(Stored data)
◆ ◆ ◆ ◆ ◆
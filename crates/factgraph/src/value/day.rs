//! Civil dates and day-count arithmetic.

use std::fmt;

use chrono::{Datelike, Days as ChronoDays, NaiveDate};

use crate::error::FactGraphError;

/// A civil date (year-month-day), no timezone.
#[derive(Debug, Clone, Copy, PartialEq, Eq, PartialOrd, Ord, Hash)]
pub struct Day(NaiveDate);

impl Day {
    pub fn new(date: NaiveDate) -> Day {
        Day(date)
    }

    /// Parse the canonical `YYYY-MM-DD` form.
    pub fn parse(s: &str) -> Result<Day, FactGraphError> {
        NaiveDate::parse_from_str(s.trim(), "%Y-%m-%d")
            .map(Day)
            .map_err(|e| FactGraphError::invalid("Day", format!("{}: {}", s, e)))
    }

    pub fn date(self) -> NaiveDate {
        self.0
    }

    /// Offset by a signed day count; `None` when the result leaves the
    /// supported calendar range.
    pub fn checked_add_days(self, days: i64) -> Option<Day> {
        let offset = if days >= 0 {
            self.0.checked_add_days(ChronoDays::new(days as u64))
        } else {
            self.0.checked_sub_days(ChronoDays::new(days.unsigned_abs()))
        };
        offset.map(Day)
    }

    /// Signed day count from `other` to `self`.
    pub fn days_since(self, other: Day) -> i64 {
        (self.0 - other.0).num_days()
    }

    /// The last day of this date's month.
    pub fn last_day_of_month(self) -> Day {
        let (y, m) = (self.0.year(), self.0.month());
        let first_of_next = if m == 12 {
            NaiveDate::from_ymd_opt(y + 1, 1, 1)
        } else {
            NaiveDate::from_ymd_opt(y, m + 1, 1)
        };
        // The first of the next month always exists within chrono's range
        // for any representable date, as does the day before it.
        Day(first_of_next
            .and_then(|d| d.pred_opt())
            .unwrap_or(self.0))
    }

    pub fn is_last_day_of_month(self) -> bool {
        self == self.last_day_of_month()
    }

    /// Add `n` calendar months, preserving a last-day-of-month anchor:
    /// Jan 31 + 1 month is Feb 28/29, and Feb 28 (non-leap) + 1 month is
    /// Mar 31, not Mar 28. Non-anchor days clamp to the target month's length.
    pub fn add_payroll_months(self, n: i32) -> Option<Day> {
        let total = self.0.year() * 12 + self.0.month0() as i32 + n;
        let (year, month0) = (total.div_euclid(12), total.rem_euclid(12) as u32);
        let first = NaiveDate::from_ymd_opt(year, month0 + 1, 1)?;
        let last = Day(first).last_day_of_month();
        if self.is_last_day_of_month() {
            return Some(last);
        }
        let day = self.0.day().min(last.0.day());
        NaiveDate::from_ymd_opt(year, month0 + 1, day).map(Day)
    }
}

impl fmt::Display for Day {
    fn fmt(&self, f: &mut fmt::Formatter<'_>) -> fmt::Result {
        write!(f, "{}", self.0.format("%Y-%m-%d"))
    }
}

// ──────────────────────────────────────────────
// Tests
// ──────────────────────────────────────────────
◆ ◆ ◆ ◆ ◆
*PROBLEM DETAILS*
A faithful copy of all the records is required.

*WRITTEN REPLY*
filename crates/factgraph/src/value/day.rs
//! Civil dates and day-count arithmetic.

use std::fmt;

use chrono::{Datelike, Days as ChronoDays, NaiveDate};

use crate::error::FactGraphError;

/// A civil date (year-month-day), no timezone.
#[derive(Debug, Clone, Copy, PartialEq, Eq, PartialOrd, Ord, Hash)]
pub struct Day(NaiveDate);

impl Day {
    pub fn new(date: NaiveDate) -> Day {
        Day(date)
    }

    /// Parse the canonical `YYYY-MM-DD` form.
    pub fn parse(s: &str) -> Result<Day, FactGraphError> {
        NaiveDate::parse_from_str(s.trim(), "%Y-%m-%d")
            .map(Day)
            .map_err(|e| FactGraphError::invalid("Day", format!("{}: {}", s, e)))
    }

    pub fn date(self) -> NaiveDate {
        self.0
    }

    /// Offset by a signed day count; `None` when the result leaves the
    /// supported calendar range.
    pub fn checked_add_days(self, days: i64) -> Option<Day> {
        let offset = if days >= 0 {
            self.0.checked_add_days(ChronoDays::new(days as u64))
        } else {
            self.0.checked_sub_days(ChronoDays::new(days.unsigned_abs()))
        };
        offset.map(Day)
    }

    /// Signed day count from `other` to `self`.
    pub fn days_since(self, other: Day) -> i64 {
        (self.0 - other.0).num_days()
    }

    /// The last day of this date's month.
    pub fn last_day_of_month(self) -> Day {
        let (y, m) = (self.0.year(), self.0.month());
        let first_of_next = if m == 12 {
            NaiveDate::from_ymd_opt(y + 1, 1, 1)
        } else {
            NaiveDate::from_ymd_opt(y, m + 1, 1)
        };
        // The first of the next month always exists within chrono's range
        // for any representable date, as does the day before it.
        Day(first_of_next
            .and_then(|d| d.pred_opt())
            .unwrap_or(self.0))
    }

    pub fn is_last_day_of_month(self) -> bool {
        self == self.last_day_of_month()
    }

    /// Add `n` calendar months, preserving a last-day-of-month anchor:
    /// Jan 31 + 1 month is Feb 28/29, and Feb 28 (non-leap) + 1 month is
    /// Mar 31, not Mar 28. Non-anchor days clamp to the target month's length.
    pub fn add_payroll_months(self, n: i32) -> Option<Day> {
        let total = self.0.year() * 12 + self.0.month0() as i32 + n;
        let (year, month0) = (total.div_euclid(12), total.rem_euclid(12) as u32);
        let first = NaiveDate::from_ymd_opt(year, month0 + 1, 1)?;
        let last = Day(first).last_day_of_month();
        if self.is_last_day_of_month() {
            return Some(last);
        }
        let day = self.0.day().min(last.0.day());
        NaiveDate::from_ymd_opt(year, month0 + 1, day).map(Day)
    }
}

impl fmt::Display for Day {
    fn fmt(&self, f: &mut fmt::Formatter<'_>) -> fmt::Result {
        write!(f, "{}", self.0.format("%Y-%m-%d"))
    }
}

// ──────────────────────────────────────────────
// Tests
// ──────────────────────────────────────────────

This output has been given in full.